=== Section Start ===
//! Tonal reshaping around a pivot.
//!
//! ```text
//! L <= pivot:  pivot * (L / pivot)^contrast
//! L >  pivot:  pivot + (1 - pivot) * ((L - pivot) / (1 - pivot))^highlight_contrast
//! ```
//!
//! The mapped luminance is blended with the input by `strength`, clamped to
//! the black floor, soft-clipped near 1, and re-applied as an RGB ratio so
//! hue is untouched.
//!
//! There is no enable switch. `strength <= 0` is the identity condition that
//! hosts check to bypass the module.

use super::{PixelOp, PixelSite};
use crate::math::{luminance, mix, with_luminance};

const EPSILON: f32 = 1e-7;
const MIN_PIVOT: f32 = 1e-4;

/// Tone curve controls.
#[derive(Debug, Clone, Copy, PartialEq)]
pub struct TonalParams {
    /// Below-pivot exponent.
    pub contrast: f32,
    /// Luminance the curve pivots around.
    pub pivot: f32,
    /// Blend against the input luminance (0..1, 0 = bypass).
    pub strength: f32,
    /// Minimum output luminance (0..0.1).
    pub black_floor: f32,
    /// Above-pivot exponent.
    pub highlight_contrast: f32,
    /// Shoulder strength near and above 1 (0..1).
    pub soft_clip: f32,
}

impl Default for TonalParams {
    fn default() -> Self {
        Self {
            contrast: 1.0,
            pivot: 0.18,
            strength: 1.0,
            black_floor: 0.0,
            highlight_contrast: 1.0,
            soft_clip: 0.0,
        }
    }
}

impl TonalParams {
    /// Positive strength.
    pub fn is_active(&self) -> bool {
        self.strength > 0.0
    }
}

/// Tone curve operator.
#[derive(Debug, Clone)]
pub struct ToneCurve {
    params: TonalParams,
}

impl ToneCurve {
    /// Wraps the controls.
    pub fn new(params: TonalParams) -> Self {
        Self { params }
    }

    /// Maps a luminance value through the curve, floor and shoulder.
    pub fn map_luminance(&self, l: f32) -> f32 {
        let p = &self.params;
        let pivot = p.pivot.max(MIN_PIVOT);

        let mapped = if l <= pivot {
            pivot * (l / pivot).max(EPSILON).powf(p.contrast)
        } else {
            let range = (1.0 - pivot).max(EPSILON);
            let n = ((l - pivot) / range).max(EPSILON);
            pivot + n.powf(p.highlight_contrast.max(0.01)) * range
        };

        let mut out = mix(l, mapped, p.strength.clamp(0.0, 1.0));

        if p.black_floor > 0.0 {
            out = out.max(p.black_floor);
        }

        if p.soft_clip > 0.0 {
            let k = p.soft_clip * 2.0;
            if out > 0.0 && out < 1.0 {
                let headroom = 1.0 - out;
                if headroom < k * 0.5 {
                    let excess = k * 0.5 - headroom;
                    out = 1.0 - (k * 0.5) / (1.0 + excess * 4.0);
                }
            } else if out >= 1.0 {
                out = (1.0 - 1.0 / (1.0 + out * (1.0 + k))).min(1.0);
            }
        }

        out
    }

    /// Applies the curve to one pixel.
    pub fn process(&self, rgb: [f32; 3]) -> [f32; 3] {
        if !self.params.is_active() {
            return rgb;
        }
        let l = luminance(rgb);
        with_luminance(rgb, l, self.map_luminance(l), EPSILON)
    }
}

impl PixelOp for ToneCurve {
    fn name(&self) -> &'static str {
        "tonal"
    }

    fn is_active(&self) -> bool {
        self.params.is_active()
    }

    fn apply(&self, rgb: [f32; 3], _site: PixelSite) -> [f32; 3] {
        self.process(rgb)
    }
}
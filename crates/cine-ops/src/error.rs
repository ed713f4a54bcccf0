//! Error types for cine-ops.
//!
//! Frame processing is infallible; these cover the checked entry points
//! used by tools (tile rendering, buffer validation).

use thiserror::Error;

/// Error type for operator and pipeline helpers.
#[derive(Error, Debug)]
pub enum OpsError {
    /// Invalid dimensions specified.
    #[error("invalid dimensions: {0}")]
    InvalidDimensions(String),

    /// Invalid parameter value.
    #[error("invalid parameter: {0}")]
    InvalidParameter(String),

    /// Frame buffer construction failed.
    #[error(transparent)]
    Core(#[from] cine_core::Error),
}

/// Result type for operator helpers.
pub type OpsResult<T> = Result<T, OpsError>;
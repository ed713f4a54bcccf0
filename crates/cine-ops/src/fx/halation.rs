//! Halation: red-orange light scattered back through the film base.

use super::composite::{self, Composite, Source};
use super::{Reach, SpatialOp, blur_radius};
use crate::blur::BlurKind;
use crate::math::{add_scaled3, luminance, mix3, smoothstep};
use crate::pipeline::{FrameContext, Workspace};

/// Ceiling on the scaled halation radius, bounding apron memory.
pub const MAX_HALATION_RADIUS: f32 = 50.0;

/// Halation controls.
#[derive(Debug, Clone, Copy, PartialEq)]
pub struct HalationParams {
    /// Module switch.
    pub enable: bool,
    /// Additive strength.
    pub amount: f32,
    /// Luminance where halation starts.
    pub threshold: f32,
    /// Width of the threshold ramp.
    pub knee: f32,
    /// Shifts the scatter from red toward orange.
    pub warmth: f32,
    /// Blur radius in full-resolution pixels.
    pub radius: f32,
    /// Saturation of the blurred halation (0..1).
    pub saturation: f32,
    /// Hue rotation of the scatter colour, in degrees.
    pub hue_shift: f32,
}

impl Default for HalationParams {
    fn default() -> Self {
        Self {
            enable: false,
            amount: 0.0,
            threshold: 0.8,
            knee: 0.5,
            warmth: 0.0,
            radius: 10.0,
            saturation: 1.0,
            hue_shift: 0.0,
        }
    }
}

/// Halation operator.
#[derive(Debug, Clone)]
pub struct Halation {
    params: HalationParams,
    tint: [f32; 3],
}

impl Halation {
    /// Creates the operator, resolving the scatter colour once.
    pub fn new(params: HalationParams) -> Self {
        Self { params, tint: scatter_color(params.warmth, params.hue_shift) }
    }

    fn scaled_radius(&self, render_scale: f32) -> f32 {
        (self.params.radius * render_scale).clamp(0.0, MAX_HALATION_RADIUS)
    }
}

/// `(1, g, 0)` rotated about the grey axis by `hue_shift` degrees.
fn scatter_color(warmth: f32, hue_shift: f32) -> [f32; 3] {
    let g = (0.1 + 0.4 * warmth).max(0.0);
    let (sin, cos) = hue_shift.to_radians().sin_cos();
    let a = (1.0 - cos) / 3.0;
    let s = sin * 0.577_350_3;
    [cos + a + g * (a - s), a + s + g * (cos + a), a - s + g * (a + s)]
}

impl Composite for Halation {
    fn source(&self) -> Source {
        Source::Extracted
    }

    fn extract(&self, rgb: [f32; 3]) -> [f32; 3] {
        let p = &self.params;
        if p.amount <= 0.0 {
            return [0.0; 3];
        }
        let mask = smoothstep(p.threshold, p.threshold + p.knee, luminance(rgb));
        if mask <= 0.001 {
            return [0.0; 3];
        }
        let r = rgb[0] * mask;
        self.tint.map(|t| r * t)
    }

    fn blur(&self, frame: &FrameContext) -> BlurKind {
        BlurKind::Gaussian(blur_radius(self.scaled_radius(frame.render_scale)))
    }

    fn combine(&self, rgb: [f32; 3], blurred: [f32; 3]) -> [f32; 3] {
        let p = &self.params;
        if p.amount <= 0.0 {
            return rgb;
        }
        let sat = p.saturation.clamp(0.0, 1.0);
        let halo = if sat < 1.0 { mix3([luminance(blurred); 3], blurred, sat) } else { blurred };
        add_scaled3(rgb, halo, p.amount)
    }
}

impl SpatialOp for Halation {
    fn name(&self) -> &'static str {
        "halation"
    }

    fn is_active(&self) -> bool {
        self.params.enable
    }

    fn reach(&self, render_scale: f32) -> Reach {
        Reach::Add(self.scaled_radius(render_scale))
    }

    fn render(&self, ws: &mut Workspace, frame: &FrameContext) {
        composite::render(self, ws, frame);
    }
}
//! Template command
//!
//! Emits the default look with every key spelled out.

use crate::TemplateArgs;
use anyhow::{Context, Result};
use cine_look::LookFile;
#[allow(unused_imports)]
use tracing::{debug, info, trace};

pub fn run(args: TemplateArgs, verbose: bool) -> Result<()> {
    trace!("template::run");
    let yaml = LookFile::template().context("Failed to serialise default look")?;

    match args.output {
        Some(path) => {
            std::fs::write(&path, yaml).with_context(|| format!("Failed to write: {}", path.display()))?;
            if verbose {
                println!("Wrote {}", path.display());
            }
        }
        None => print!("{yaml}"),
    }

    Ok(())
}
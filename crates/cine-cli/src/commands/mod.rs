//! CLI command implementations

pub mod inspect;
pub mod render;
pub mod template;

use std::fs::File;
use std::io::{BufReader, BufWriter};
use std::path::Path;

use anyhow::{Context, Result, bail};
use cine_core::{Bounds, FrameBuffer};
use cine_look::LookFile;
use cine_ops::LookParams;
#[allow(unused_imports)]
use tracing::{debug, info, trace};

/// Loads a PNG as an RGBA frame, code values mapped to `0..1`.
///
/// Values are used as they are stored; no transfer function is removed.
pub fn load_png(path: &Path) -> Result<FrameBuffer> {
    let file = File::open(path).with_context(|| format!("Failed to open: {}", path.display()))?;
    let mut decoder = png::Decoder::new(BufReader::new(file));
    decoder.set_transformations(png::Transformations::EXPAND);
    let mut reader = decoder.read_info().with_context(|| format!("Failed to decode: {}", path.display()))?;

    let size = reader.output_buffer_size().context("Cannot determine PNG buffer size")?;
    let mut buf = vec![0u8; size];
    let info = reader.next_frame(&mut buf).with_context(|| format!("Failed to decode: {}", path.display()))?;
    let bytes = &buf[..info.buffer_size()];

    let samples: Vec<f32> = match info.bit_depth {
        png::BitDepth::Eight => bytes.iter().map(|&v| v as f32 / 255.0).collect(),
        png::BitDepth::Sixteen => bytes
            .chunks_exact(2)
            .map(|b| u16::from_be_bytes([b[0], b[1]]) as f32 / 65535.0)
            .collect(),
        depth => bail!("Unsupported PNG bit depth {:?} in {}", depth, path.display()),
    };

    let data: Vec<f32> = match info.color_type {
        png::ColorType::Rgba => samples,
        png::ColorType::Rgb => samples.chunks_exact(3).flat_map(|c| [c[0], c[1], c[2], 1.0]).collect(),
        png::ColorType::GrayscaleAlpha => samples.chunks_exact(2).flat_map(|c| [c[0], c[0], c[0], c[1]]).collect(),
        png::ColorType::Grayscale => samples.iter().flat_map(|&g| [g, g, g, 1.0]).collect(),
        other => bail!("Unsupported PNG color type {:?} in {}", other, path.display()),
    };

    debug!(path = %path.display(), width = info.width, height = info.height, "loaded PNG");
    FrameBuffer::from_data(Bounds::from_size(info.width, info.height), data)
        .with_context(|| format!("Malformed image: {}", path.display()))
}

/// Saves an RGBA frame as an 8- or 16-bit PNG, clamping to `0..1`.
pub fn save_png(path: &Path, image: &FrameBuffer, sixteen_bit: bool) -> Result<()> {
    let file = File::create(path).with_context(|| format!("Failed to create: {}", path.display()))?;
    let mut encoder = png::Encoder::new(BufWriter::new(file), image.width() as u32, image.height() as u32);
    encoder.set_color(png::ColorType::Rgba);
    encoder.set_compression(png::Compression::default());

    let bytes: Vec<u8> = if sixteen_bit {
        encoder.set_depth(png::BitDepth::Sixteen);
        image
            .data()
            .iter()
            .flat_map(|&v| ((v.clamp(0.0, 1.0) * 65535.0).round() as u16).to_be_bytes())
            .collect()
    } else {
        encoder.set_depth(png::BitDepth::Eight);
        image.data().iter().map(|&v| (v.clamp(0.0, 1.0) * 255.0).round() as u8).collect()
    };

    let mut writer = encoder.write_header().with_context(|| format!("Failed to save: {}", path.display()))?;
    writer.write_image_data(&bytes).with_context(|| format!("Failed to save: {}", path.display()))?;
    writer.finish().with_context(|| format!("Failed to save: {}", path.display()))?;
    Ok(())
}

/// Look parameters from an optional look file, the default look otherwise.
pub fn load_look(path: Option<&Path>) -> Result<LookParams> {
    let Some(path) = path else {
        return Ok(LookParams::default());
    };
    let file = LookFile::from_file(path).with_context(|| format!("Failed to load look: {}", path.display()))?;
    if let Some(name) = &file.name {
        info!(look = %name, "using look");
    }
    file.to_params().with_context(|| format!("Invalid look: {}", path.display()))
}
=== Section End ===
For the listing above, print only the lines starting at the line containing "pub struct HalationParams" and ending at the line containing "let s = sin * 0.577_350_3;", exactly, both included.

pub struct HalationParams {
    /// Module switch.
    pub enable: bool,
    /// Additive strength.
    pub amount: f32,
    /// Luminance where halation starts.
    pub threshold: f32,
    /// Width of the threshold ramp.
    pub knee: f32,
    /// Shifts the scatter from red toward orange.
    pub warmth: f32,
    /// Blur radius in full-resolution pixels.
    pub radius: f32,
    /// Saturation of the blurred halation (0..1).
    pub saturation: f32,
    /// Hue rotation of the scatter colour, in degrees.
    pub hue_shift: f32,
}

impl Default for HalationParams {
    fn default() -> Self {
        Self {
            enable: false,
            amount: 0.0,
            threshold: 0.8,
            knee: 0.5,
            warmth: 0.0,
            radius: 10.0,
            saturation: 1.0,
            hue_shift: 0.0,
        }
    }
}

/// Halation operator.
#[derive(Debug, Clone)]
pub struct Halation {
    params: HalationParams,
    tint: [f32; 3],
}

impl Halation {
    /// Creates the operator, resolving the scatter colour once.
    pub fn new(params: HalationParams) -> Self {
        Self { params, tint: scatter_color(params.warmth, params.hue_shift) }
    }

    fn scaled_radius(&self, render_scale: f32) -> f32 {
        (self.params.radius * render_scale).clamp(0.0, MAX_HALATION_RADIUS)
    }
}

/// `(1, g, 0)` rotated about the grey axis by `hue_shift` degrees.
fn scatter_color(warmth: f32, hue_shift: f32) -> [f32; 3] {
    let g = (0.1 + 0.4 * warmth).max(0.0);
    let (sin, cos) = hue_shift.to_radians().sin_cos();
    let a = (1.0 - cos) / 3.0;
    let s = sin * 0.577_350_3;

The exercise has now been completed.